• BRIEF:
Report every line of the data that includes "input".

• DATA FOR PROCESSING:
──────
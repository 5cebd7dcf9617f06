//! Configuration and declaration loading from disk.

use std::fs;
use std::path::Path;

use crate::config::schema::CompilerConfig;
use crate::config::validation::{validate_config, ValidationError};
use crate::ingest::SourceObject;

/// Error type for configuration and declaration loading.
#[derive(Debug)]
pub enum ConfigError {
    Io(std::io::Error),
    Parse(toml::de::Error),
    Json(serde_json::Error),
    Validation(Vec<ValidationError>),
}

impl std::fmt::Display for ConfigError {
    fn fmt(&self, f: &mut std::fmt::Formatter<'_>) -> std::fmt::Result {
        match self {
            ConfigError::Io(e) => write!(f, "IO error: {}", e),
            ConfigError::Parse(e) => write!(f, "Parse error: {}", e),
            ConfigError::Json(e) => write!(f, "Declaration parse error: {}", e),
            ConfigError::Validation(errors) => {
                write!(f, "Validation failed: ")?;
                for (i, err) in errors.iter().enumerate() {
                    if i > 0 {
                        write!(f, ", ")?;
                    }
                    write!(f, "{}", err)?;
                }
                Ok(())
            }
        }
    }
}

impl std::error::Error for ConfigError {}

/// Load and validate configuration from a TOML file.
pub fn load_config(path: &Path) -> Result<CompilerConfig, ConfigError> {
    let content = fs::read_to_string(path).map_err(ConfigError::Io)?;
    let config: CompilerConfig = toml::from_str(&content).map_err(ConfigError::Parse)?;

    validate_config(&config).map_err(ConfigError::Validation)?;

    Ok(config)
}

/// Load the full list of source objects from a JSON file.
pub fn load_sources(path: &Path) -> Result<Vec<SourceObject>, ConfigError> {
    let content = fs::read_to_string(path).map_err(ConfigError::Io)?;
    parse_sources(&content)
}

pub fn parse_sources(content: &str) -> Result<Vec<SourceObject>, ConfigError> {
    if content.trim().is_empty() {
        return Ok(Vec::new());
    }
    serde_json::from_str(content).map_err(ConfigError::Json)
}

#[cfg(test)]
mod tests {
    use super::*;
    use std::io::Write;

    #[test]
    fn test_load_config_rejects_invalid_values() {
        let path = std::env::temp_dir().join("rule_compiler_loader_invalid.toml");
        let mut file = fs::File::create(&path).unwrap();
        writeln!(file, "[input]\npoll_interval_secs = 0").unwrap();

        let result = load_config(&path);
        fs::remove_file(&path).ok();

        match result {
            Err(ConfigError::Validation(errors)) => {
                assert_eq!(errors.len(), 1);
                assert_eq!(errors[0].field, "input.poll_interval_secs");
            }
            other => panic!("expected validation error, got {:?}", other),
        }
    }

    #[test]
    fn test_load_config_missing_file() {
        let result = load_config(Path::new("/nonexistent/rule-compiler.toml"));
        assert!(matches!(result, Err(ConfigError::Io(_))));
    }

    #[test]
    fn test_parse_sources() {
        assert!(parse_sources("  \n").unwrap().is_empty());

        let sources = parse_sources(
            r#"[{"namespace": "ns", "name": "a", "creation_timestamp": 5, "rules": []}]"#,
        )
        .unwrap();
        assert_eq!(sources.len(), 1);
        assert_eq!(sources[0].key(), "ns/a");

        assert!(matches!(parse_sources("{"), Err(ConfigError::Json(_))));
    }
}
──────
• RESPONSE TO THIS EXERCISE:
        writeln!(file, "[input]\npoll_interval_secs = 0").unwrap();
                assert_eq!(errors[0].field, "input.poll_interval_secs");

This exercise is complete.